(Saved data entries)
═══
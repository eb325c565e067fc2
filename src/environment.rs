use std::env;
use std::str::FromStr;

/// Retrieves an environment variable, falling back to `default` when unset or empty.
pub fn get_env_var_or(var: &str, default: &str) -> String {
    env::var(var)
        .ok()
        .map(|value| value.trim().to_string())
        .filter(|value| !value.is_empty())
        .unwrap_or_else(|| default.to_string())
}

/// Retrieves and parses an environment variable.
///
/// # Returns
/// - The parsed value, or `default` when the variable is unset or does not parse.
pub fn get_env_var_parsed<T: FromStr>(var: &str, default: T) -> T {
    env::var(var)
        .ok()
        .and_then(|value| value.trim().parse().ok())
        .unwrap_or(default)
}

#[cfg(test)]
mod tests {
    use super::*;

    #[test]
    fn test_defaults_for_unset_variables() {
        let var = "TOPIC_FORGE_TEST_SURELY_UNSET";
        assert_eq!(get_env_var_or(var, "fallback"), "fallback");
        assert_eq!(get_env_var_parsed(var, 11434u16), 11434);
    }
}
use crate::article::Article;
use crate::text::split_sentences;

use super::title::most_recent;

const MAX_SUMMARY_SENTENCES: usize = 5;
const MAX_SUMMARY_CHARS: usize = 500;
const MIN_SUMMARY_CHARS: usize = 100;

/// Extractive topic summary built from member titles and summary sentences.
///
/// Sentences are ranked by how many dominant terms they mention, with a small
/// bonus for brevity. Selection stops at five sentences or once more than 500
/// characters are collected. A result under 100 characters is replaced by the
/// most recent member's own summary.
pub fn build_summary(members: &[Article], dominant_terms: &[String]) -> String {
    let mut sentences: Vec<String> = Vec::new();
    for article in members {
        if !article.title.trim().is_empty() {
            sentences.push(article.title.trim().to_string());
        }
        sentences.extend(split_sentences(&article.summary));
    }

    let lowered_terms: Vec<String> = dominant_terms.iter().map(|t| t.to_lowercase()).collect();
    let mut scored: Vec<(f64, &String)> = sentences
        .iter()
        .map(|sentence| (sentence_score(sentence, &lowered_terms), sentence))
        .collect();
    // Stable: equal scores keep their original order
    scored.sort_by(|a, b| b.0.total_cmp(&a.0));

    let mut selected: Vec<&str> = Vec::new();
    let mut total_length = 0;
    for (_, sentence) in scored {
        if total_length > MAX_SUMMARY_CHARS || selected.len() >= MAX_SUMMARY_SENTENCES {
            break;
        }
        if !selected.contains(&sentence.as_str()) {
            selected.push(sentence);
            total_length += sentence.chars().count();
        }
    }

    let summary = selected.join(" ");
    if summary.chars().count() < MIN_SUMMARY_CHARS {
        if let Some(article) = most_recent(members) {
            if !article.summary.trim().is_empty() {
                return article.summary.trim().to_string();
            }
        }
    }
    summary
}

fn sentence_score(sentence: &str, lowered_terms: &[String]) -> f64 {
    let lower = sentence.to_lowercase();
    let term_hits = lowered_terms.iter().filter(|t| lower.contains(t.as_str())).count();
    let words = sentence.split_whitespace().count();
    term_hits as f64 + 1.0 / (words as f64 + 10.0)
}
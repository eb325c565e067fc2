use anyhow::{anyhow, bail, Context, Result};
use async_openai::types::{ChatCompletionRequestUserMessageArgs, CreateChatCompletionRequestArgs};
use async_openai::{config::OpenAIConfig, Client as OpenAIClient};
use futures::future::BoxFuture;
use ollama_rs::generation::completion::request::GenerationRequest;
use ollama_rs::generation::options::GenerationOptions;
use ollama_rs::Ollama;
use std::sync::Arc;
use std::time::Duration;
use tokio::time::timeout;
use tracing::{debug, info, warn};

use crate::environment::{get_env_var_or, get_env_var_parsed};
use crate::{LLMClient, LLMParams, TARGET_LLM_REQUEST};

/// Prefix that upstream services put on failed completions.
const ERROR_MARKER: &str = "Error:";

/// An optional text-completion capability.
pub trait TextCompleter: Send + Sync {
    fn name(&self) -> &str;

    /// Whether completions should be requested at all.
    fn is_available(&self) -> bool {
        true
    }

    fn complete<'a>(&'a self, prompt: &'a str, max_tokens: u32) -> BoxFuture<'a, Result<String>>;
}

/// Network-backed completer for Ollama or OpenAI.
pub struct LlmCompleter {
    params: LLMParams,
    name: String,
}

impl LlmCompleter {
    pub fn new(params: LLMParams) -> Self {
        let backend = match params.llm_client {
            LLMClient::Ollama(_) => "ollama",
            LLMClient::OpenAI(_) => "openai",
        };
        let name = format!("{}:{}", backend, params.model);
        Self { params, name }
    }

    async fn generate(&self, prompt: &str, max_tokens: u32) -> Result<String> {
        debug!(target: TARGET_LLM_REQUEST, "{}: sending prompt: {}", self.name, prompt);

        let response = match &self.params.llm_client {
            LLMClient::Ollama(ollama) => {
                let mut request =
                    GenerationRequest::new(self.params.model.clone(), prompt.to_string());
                request.options = Some(
                    GenerationOptions::default()
                        .temperature(self.params.temperature)
                        .num_predict(max_tokens as i32),
                );
                ollama
                    .generate(request)
                    .await
                    .map_err(|e| anyhow!("Ollama generation failed: {}", e))?
                    .response
            }
            LLMClient::OpenAI(client) => {
                let message = ChatCompletionRequestUserMessageArgs::default()
                    .content(prompt)
                    .build()?;
                let request = CreateChatCompletionRequestArgs::default()
                    .model(self.params.model.as_str())
                    .temperature(self.params.temperature)
                    .max_completion_tokens(max_tokens)
                    .messages(vec![message.into()])
                    .build()?;
                client
                    .chat()
                    .create(request)
                    .await
                    .context("OpenAI chat completion failed")?
                    .choices
                    .into_iter()
                    .next()
                    .and_then(|choice| choice.message.content)
                    .ok_or_else(|| anyhow!("OpenAI returned no content"))?
            }
        };

        debug!(target: TARGET_LLM_REQUEST, "{}: response received: {}", self.name, response);
        Ok(response)
    }
}

impl TextCompleter for LlmCompleter {
    fn name(&self) -> &str {
        &self.name
    }

    fn complete<'a>(&'a self, prompt: &'a str, max_tokens: u32) -> BoxFuture<'a, Result<String>> {
        Box::pin(self.generate(prompt, max_tokens))
    }
}

/// Completer used when no language model is configured; sections are
/// always assembled extractively.
pub struct NullCompleter;

impl TextCompleter for NullCompleter {
    fn name(&self) -> &str {
        "none"
    }

    fn is_available(&self) -> bool {
        false
    }

    fn complete<'a>(
        &'a self,
        _prompt: &'a str,
        _max_tokens: u32,
    ) -> BoxFuture<'a, Result<String>> {
        Box::pin(async { Err::<String, _>(anyhow!("no language model configured")) })
    }
}

/// Requests a completion bounded by `limit`.
///
/// Errors, timeouts, empty output and output starting with an upstream error marker
/// all come back as `Err` so callers can fall back.
pub async fn generate_llm_response(
    completer: &dyn TextCompleter,
    prompt: &str,
    max_tokens: u32,
    limit: Duration,
) -> Result<String> {
    let text = match timeout(limit, completer.complete(prompt, max_tokens)).await {
        Ok(Ok(text)) => text,
        Ok(Err(e)) => {
            warn!(
                target: TARGET_LLM_REQUEST,
                "{}: error generating response: {:#}",
                completer.name(),
                e
            );
            return Err(e);
        }
        Err(_) => {
            warn!(
                target: TARGET_LLM_REQUEST,
                "{}: request timed out after {}s",
                completer.name(),
                limit.as_secs()
            );
            bail!("language model request timed out after {}s", limit.as_secs());
        }
    };

    let text = text.trim();
    if text.is_empty() {
        warn!(target: TARGET_LLM_REQUEST, "{}: empty response", completer.name());
        bail!("language model returned an empty response");
    }
    if text.starts_with(ERROR_MARKER) {
        warn!(target: TARGET_LLM_REQUEST, "{}: response reports an error", completer.name());
        bail!("language model response reports an error");
    }
    Ok(text.to_string())
}

/// Builds the completer selected by `LLM_BACKEND` (`ollama`, `openai` or `none`).
pub fn completer_from_env() -> Arc<dyn TextCompleter> {
    let temperature: f32 = get_env_var_parsed("LLM_TEMPERATURE", 0.0);

    let params = match get_env_var_or("LLM_BACKEND", "ollama").to_lowercase().as_str() {
        "none" => {
            info!(target: TARGET_LLM_REQUEST, "Language model disabled, using extractive sections");
            return Arc::new(NullCompleter);
        }
        "openai" => {
            let api_key = get_env_var_or("OPENAI_API_KEY", "");
            if api_key.is_empty() {
                warn!(
                    target: TARGET_LLM_REQUEST,
                    "OPENAI_API_KEY is not set, using extractive sections"
                );
                return Arc::new(NullCompleter);
            }
            let config = OpenAIConfig::new().with_api_key(api_key);
            LLMParams {
                llm_client: LLMClient::OpenAI(OpenAIClient::with_config(config)),
                model: get_env_var_or("LLM_MODEL", "gpt-4o-mini"),
                temperature,
            }
        }
        _ => {
            let host = get_env_var_or("OLLAMA_HOST", "http://localhost");
            let port: u16 = get_env_var_parsed("OLLAMA_PORT", 11434);
            info!(target: TARGET_LLM_REQUEST, "Connecting to Ollama at {}:{}", host, port);
            LLMParams {
                llm_client: LLMClient::Ollama(Ollama::new(host, port)),
                model: get_env_var_or("LLM_MODEL", "llama3"),
                temperature,
            }
        }
    };

    Arc::new(LlmCompleter::new(params))
}

#[cfg(test)]
mod tests {
    use super::*;

    struct CannedCompleter(&'static str);

    impl TextCompleter for CannedCompleter {
        fn name(&self) -> &str {
            "canned"
        }

        fn complete<'a>(
            &'a self,
            _prompt: &'a str,
            _max_tokens: u32,
        ) -> BoxFuture<'a, Result<String>> {
            Box::pin(async move { Ok::<_, anyhow::Error>(self.0.to_string()) })
        }
    }

    struct StalledCompleter;

    impl TextCompleter for StalledCompleter {
        fn name(&self) -> &str {
            "stalled"
        }

        fn complete<'a>(
            &'a self,
            _prompt: &'a str,
            _max_tokens: u32,
        ) -> BoxFuture<'a, Result<String>> {
            Box::pin(async {
                tokio::time::sleep(Duration::from_secs(30)).await;
                Ok::<_, anyhow::Error>("too late".to_string())
            })
        }
    }

    #[tokio::test]
    async fn test_usable_response_is_trimmed() {
        let completer = CannedCompleter("  A paragraph.  ");
        let text = generate_llm_response(&completer, "p", 10, Duration::from_secs(1))
            .await
            .unwrap();
        assert_eq!(text, "A paragraph.");
    }

    #[tokio::test]
    async fn test_error_marker_and_empty_output_are_rejected() {
        let limit = Duration::from_secs(1);
        let failed = CannedCompleter("Error: model overloaded");
        assert!(generate_llm_response(&failed, "p", 10, limit).await.is_err());
        let blank = CannedCompleter("   ");
        assert!(generate_llm_response(&blank, "p", 10, limit).await.is_err());
    }

    #[tokio::test]
    async fn test_marker_inside_paragraph_is_kept() {
        let completer =
            CannedCompleter("Compilers now explain each Error: with a suggested fix.");
        let text = generate_llm_response(&completer, "p", 10, Duration::from_secs(1))
            .await
            .unwrap();
        assert_eq!(text, "Compilers now explain each Error: with a suggested fix.");
    }

    #[tokio::test]
    async fn test_timeout_is_an_error() {
        let result =
            generate_llm_response(&StalledCompleter, "p", 10, Duration::from_millis(20)).await;
        assert!(result.is_err());
    }

    #[tokio::test]
    async fn test_null_completer() {
        assert!(!NullCompleter.is_available());
        assert!(NullCompleter.complete("p", 10).await.is_err());
    }
}
use anyhow::{Context, Result};
use chrono::{DateTime, Utc};
use serde::Serialize;
use std::fs;
use std::path::{Path, PathBuf};
use tracing::info;

use crate::record::ArticleRecord;
use crate::topic::Topic;
use crate::TARGET_PIPELINE;

const TIMESTAMP_FORMAT: &str = "%Y%m%d_%H%M%S";

/// Writes `processed_topics_<timestamp>.json` under `dir`.
pub fn save_processed_topics(dir: &Path, topics: &[Topic], at: DateTime<Utc>) -> Result<PathBuf> {
    write_json(dir, "processed_topics", topics, at)
}

/// Writes `articles_<timestamp>.json` under `dir`.
pub fn save_articles(dir: &Path, records: &[ArticleRecord], at: DateTime<Utc>) -> Result<PathBuf> {
    write_json(dir, "articles", records, at)
}

fn write_json<T: Serialize + ?Sized>(
    dir: &Path,
    prefix: &str,
    value: &T,
    at: DateTime<Utc>,
) -> Result<PathBuf> {
    fs::create_dir_all(dir)
        .with_context(|| format!("Failed to create output directory {}", dir.display()))?;
    let path = dir.join(format!("{}_{}.json", prefix, at.format(TIMESTAMP_FORMAT)));
    let json = serde_json::to_string_pretty(value).context("Failed to serialize output")?;
    fs::write(&path, json).with_context(|| format!("Failed to write {}", path.display()))?;
    info!(target: TARGET_PIPELINE, "Saved {}", path.display());
    Ok(path)
}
═══
=== Work order ===
Exactly as they stand, please print the lines from the first line of the records above down to the line that includes "an environment variable.", both of those included and no others.

=== Written solution ===
repository eb325c565e067fc2
filename src/environment.rs
use std::env;
use std::str::FromStr;

/// Retrieves an environment variable, falling back to `default` when unset or empty.
pub fn get_env_var_or(var: &str, default: &str) -> String {
    env::var(var)
        .ok()
        .map(|value| value.trim().to_string())
        .filter(|value| !value.is_empty())
        .unwrap_or_else(|| default.to_string())
}

/// Retrieves and parses an environment variable.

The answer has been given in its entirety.